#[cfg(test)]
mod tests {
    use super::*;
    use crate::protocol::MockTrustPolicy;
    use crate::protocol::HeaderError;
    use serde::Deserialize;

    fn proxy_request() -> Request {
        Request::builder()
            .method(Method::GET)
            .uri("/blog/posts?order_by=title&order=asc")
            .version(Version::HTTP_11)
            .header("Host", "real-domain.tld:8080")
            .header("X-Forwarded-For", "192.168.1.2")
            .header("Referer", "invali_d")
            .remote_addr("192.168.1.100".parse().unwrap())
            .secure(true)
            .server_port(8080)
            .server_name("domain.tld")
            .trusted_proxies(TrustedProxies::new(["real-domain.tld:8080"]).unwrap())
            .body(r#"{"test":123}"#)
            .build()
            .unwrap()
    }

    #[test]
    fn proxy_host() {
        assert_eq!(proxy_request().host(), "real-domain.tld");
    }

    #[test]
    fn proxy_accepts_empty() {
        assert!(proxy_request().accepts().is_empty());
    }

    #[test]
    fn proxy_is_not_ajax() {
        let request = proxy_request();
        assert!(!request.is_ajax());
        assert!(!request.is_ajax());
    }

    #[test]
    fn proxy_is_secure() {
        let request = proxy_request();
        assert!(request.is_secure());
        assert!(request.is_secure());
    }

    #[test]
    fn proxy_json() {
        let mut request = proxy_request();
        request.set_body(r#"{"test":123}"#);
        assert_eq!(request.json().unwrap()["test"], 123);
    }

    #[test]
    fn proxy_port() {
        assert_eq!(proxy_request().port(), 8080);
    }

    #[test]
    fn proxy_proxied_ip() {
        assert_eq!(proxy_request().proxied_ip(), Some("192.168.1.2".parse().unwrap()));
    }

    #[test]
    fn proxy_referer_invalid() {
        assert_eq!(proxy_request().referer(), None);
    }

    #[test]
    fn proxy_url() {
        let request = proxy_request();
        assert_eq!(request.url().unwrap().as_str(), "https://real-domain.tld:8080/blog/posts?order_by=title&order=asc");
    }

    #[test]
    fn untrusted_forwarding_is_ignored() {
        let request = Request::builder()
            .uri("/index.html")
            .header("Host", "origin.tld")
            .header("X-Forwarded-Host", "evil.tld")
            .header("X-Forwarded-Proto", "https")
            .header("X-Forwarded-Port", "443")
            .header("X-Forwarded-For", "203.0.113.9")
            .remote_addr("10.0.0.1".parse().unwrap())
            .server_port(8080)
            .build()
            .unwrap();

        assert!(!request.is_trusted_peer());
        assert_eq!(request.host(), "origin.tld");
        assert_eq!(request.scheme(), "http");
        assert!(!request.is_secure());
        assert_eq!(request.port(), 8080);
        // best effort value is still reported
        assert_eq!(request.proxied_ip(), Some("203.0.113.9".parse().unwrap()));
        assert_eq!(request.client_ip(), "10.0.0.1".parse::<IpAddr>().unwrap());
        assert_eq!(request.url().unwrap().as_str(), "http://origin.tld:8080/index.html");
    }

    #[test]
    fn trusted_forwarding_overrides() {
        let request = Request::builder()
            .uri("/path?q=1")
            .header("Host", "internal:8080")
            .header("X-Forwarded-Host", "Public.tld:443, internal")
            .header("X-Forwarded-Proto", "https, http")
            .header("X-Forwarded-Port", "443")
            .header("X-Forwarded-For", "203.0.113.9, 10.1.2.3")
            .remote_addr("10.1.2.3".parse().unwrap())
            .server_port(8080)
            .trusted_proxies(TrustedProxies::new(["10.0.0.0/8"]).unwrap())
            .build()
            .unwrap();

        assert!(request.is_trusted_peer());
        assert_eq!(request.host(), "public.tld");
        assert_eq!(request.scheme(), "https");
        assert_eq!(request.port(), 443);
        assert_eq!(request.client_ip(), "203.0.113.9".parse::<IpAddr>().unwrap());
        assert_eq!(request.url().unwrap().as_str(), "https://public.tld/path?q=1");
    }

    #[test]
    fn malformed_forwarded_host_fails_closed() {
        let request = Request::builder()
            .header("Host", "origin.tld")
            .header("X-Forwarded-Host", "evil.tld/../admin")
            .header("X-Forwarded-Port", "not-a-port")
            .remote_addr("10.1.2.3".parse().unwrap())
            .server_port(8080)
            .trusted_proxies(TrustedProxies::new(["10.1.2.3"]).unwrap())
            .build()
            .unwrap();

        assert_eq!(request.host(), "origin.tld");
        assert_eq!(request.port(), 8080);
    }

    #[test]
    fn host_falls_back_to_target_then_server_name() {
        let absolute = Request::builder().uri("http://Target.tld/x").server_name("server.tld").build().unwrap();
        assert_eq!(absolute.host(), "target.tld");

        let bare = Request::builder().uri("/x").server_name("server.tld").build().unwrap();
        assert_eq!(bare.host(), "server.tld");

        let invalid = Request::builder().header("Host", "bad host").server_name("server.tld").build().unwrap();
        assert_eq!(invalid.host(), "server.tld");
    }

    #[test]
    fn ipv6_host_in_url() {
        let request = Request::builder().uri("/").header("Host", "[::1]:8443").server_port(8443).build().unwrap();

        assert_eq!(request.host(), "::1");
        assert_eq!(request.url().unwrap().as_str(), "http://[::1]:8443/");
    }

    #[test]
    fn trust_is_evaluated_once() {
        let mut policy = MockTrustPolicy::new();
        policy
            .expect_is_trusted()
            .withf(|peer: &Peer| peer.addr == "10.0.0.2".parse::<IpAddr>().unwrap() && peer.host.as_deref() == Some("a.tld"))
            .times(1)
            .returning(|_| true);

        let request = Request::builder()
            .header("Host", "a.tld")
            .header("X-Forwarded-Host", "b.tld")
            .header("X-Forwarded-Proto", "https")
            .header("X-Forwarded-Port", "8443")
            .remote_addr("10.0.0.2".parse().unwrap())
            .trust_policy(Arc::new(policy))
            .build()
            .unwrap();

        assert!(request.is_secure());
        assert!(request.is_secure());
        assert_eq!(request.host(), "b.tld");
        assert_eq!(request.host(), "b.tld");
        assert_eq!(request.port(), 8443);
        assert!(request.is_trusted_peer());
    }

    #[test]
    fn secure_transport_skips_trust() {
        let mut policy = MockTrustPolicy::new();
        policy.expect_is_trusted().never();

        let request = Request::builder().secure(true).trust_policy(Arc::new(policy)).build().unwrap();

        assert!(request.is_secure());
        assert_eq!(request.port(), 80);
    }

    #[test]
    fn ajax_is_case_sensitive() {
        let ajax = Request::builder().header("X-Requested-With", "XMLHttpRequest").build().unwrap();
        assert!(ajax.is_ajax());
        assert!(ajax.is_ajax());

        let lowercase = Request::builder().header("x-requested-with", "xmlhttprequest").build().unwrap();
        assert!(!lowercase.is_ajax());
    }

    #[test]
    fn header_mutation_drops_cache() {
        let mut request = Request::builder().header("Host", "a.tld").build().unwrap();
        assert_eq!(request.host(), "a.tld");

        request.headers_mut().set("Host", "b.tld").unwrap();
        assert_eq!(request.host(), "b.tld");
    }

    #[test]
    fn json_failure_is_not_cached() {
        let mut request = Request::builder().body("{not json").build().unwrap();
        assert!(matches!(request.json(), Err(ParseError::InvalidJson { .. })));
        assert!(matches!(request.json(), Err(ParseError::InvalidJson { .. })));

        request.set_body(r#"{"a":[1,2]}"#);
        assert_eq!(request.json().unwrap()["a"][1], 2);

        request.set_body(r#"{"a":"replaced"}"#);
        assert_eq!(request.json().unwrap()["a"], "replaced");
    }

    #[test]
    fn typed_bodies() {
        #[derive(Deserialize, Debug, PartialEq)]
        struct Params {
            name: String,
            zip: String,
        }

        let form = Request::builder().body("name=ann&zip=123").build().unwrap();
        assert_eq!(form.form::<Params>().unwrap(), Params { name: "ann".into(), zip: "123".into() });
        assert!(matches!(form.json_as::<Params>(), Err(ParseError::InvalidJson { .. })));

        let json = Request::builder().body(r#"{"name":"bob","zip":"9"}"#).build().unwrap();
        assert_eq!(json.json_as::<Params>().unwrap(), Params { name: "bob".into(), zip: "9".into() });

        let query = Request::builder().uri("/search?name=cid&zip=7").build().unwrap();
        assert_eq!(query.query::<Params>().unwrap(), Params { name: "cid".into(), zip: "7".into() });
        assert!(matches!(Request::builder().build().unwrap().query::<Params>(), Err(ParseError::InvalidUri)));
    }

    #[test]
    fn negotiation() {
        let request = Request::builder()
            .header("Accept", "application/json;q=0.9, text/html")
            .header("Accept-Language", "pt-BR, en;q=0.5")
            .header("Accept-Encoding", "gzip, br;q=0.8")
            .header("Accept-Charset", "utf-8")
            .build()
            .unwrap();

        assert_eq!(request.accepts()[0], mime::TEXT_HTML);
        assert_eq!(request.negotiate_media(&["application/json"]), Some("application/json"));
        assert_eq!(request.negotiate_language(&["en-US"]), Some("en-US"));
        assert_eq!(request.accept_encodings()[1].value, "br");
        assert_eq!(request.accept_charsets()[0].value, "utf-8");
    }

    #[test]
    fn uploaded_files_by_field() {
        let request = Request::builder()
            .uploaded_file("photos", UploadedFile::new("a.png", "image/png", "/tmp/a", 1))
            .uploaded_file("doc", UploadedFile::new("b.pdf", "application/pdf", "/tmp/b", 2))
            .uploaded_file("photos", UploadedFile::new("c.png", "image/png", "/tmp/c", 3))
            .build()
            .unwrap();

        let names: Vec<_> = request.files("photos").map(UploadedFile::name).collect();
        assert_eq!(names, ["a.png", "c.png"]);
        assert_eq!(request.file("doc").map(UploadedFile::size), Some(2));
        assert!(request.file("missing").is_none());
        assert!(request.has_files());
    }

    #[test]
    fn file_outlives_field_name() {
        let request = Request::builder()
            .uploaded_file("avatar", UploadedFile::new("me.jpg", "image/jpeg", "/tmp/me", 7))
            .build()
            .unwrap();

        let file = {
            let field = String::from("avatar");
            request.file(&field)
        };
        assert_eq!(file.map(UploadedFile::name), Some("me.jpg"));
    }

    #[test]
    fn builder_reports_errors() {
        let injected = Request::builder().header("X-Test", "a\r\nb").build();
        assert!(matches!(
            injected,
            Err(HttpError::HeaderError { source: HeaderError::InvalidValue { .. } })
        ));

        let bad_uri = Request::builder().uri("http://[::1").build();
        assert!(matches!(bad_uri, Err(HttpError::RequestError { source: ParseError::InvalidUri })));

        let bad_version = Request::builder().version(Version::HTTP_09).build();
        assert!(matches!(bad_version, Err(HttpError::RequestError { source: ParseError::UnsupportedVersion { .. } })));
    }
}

--

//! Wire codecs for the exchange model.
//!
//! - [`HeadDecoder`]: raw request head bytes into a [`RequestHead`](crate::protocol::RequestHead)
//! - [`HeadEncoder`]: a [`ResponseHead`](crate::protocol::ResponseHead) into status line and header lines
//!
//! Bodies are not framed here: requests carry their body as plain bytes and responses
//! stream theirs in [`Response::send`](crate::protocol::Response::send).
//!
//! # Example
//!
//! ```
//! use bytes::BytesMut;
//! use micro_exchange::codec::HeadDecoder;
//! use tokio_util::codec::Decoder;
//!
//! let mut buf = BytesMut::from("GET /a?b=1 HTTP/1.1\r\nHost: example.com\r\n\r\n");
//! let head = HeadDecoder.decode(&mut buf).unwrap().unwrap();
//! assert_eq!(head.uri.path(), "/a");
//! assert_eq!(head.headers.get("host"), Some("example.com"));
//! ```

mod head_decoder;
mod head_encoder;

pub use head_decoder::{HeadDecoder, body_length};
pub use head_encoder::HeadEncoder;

__Your assignment__:
Within the data, count the lines that hold the word "index". Answer with the figure and nothing more.

__Exercise response__:
2